*** Opening of Extracted data ***

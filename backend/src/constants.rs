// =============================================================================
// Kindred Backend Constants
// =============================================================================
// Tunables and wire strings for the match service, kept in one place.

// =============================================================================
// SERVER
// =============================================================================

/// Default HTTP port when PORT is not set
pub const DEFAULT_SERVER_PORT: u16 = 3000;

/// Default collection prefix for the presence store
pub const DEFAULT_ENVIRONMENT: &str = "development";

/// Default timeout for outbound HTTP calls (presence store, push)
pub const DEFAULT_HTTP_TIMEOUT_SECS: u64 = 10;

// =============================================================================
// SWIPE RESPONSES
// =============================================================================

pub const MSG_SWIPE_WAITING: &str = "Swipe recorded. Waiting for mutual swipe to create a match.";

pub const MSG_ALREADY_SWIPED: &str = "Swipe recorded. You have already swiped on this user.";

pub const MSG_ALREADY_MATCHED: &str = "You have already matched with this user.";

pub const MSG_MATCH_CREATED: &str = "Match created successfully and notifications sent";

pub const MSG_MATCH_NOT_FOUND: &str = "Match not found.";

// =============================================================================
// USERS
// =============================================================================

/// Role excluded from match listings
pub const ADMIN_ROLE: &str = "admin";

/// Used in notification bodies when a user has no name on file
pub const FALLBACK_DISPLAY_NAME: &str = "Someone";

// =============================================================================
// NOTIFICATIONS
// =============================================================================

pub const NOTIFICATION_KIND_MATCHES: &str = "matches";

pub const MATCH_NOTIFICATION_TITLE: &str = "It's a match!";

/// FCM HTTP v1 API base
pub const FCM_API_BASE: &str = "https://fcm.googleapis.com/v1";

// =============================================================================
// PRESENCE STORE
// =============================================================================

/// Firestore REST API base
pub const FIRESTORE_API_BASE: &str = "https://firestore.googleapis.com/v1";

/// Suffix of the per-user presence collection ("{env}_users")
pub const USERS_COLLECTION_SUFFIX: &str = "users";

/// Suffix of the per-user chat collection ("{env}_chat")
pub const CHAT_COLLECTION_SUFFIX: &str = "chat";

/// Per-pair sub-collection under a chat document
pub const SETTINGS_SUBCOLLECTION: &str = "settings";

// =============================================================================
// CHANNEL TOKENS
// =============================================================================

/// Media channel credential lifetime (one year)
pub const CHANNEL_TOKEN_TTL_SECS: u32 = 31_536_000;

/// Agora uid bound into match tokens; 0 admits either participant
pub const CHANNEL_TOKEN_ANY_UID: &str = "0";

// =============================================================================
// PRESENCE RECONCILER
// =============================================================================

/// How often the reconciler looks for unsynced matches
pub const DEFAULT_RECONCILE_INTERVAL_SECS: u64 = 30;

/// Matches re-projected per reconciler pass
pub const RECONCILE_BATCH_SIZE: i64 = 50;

*** Close of Extracted data ***

To do. Print, from the entries above, the line with "in one place.", the line with "pub const NOTIFICATION_KIND_MATCHES: &str" and all lines between them, exactly and with nothing else.

Expected output.
// Tunables and wire strings for the match service, kept in one place.

// =============================================================================
// SERVER
// =============================================================================

/// Default HTTP port when PORT is not set
pub const DEFAULT_SERVER_PORT: u16 = 3000;

/// Default collection prefix for the presence store
pub const DEFAULT_ENVIRONMENT: &str = "development";

/// Default timeout for outbound HTTP calls (presence store, push)
pub const DEFAULT_HTTP_TIMEOUT_SECS: u64 = 10;

// =============================================================================
// SWIPE RESPONSES
// =============================================================================

pub const MSG_SWIPE_WAITING: &str = "Swipe recorded. Waiting for mutual swipe to create a match.";

pub const MSG_ALREADY_SWIPED: &str = "Swipe recorded. You have already swiped on this user.";

pub const MSG_ALREADY_MATCHED: &str = "You have already matched with this user.";

pub const MSG_MATCH_CREATED: &str = "Match created successfully and notifications sent";

pub const MSG_MATCH_NOT_FOUND: &str = "Match not found.";

// =============================================================================
// USERS
// =============================================================================

/// Role excluded from match listings
pub const ADMIN_ROLE: &str = "admin";

/// Used in notification bodies when a user has no name on file
pub const FALLBACK_DISPLAY_NAME: &str = "Someone";

// =============================================================================
// NOTIFICATIONS
// =============================================================================

pub const NOTIFICATION_KIND_MATCHES: &str = "matches";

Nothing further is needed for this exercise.